= Waubra Foundation =

Australian lobbying group

The Waubra Foundation was an Australian lobby that opposed wind farms and promoted the controversial wind turbine syndrome. The foundation was founded by Peter Mitchell, a director of several oil and gas companies. The foundation described itself as an advocacy group for properly conducted, multidisciplinary research into alleged health problems reported by people living in the vicinity of wind turbines and other industrial uses. The foundation was named after the town of Waubra, Victoria, Australia, but is not linked to it in any other way. The town is home to the 128 turbines at Waubra Wind Farm.

==Pseudoscientific claims==
Claims made by the Waubra Foundation relating to wind turbine syndrome and wind farm syndrome are considered pseudoscientific and are not recognised as actual diseases by any international disease classification system, nor do they appear in any title or abstract in the United States National Library of Medicine's PubMed database. Wind turbine syndrome has been characterized as pseudoscience. Since 2003, 25 reviews have been published of the scientific literature on wind turbines and health. These studies have consistently found no reason to believe that wind turbines are harmful to health.

== History ==
The Foundation was originally known as the 'Waubra Disease Foundation' after claims that health problems reported by some residents of Waubra were caused by wind turbines. The Waubra Foundation has claimed that wind turbines have a mental and physical health impact on some people, largely as a result of infrasound. The Foundation claims the following symptoms are consistent with the impacts of wind turbine proximity: sleep disturbance, headache including migraines, tinnitus, ear pressure (often described as painful), balance problems / dizziness, vertigo, nausea, visual blurring, irritability, problems with concentration and memory, panic episodes, and tachycardia (fast heart rate). In 2009, the term Wind Turbine Syndrome was coined to encompass the broad range of symptoms described by complainants living near turbines. The foundation has published reports from sufferers of wind turbine syndrome symptoms living as far as 17 kilometres from the nearest turbine.

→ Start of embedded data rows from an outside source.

//! UI components for modal dialogs
//!
//! Provides the three modal variants together with layout helpers and
//! the theme system.

pub mod confirm;
pub mod layout;
pub mod modal;
pub mod prompt;
pub mod theme;

pub use confirm::{ConfirmOptions, ConfirmView};
pub use modal::{Modal, ModalOptions, ModalResult, ModalView, SectionSource, Sections};
pub use prompt::{PromptCallback, PromptCanceled, PromptView};
pub use theme::Theme;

In November 2013, Senator Richard Di Natale, at that time health spokesperson for the Australian Greens, and former general practitioner, lodged a written complaint with both the Australian Charities and Not-for-profits Commission (ACNC) and the Australian Taxation Office, questioning the Waubra Foundation's qualification as a health promotion charity, on the basis that the foundation’s claims are false and misleading, and that they might actually be causing harm. On 11 December 2014, the ACNC revoked the foundation’s registration as a health promotion charity, with the Assistant Commissioner saying, "It is not possible for me to find that the Foundation's principal activity promotes the prevention or control of disease in human beings". In December 2017, the decision was affirmed after a failed appeal.

As of June 2024, the foundation appeared to be inactive.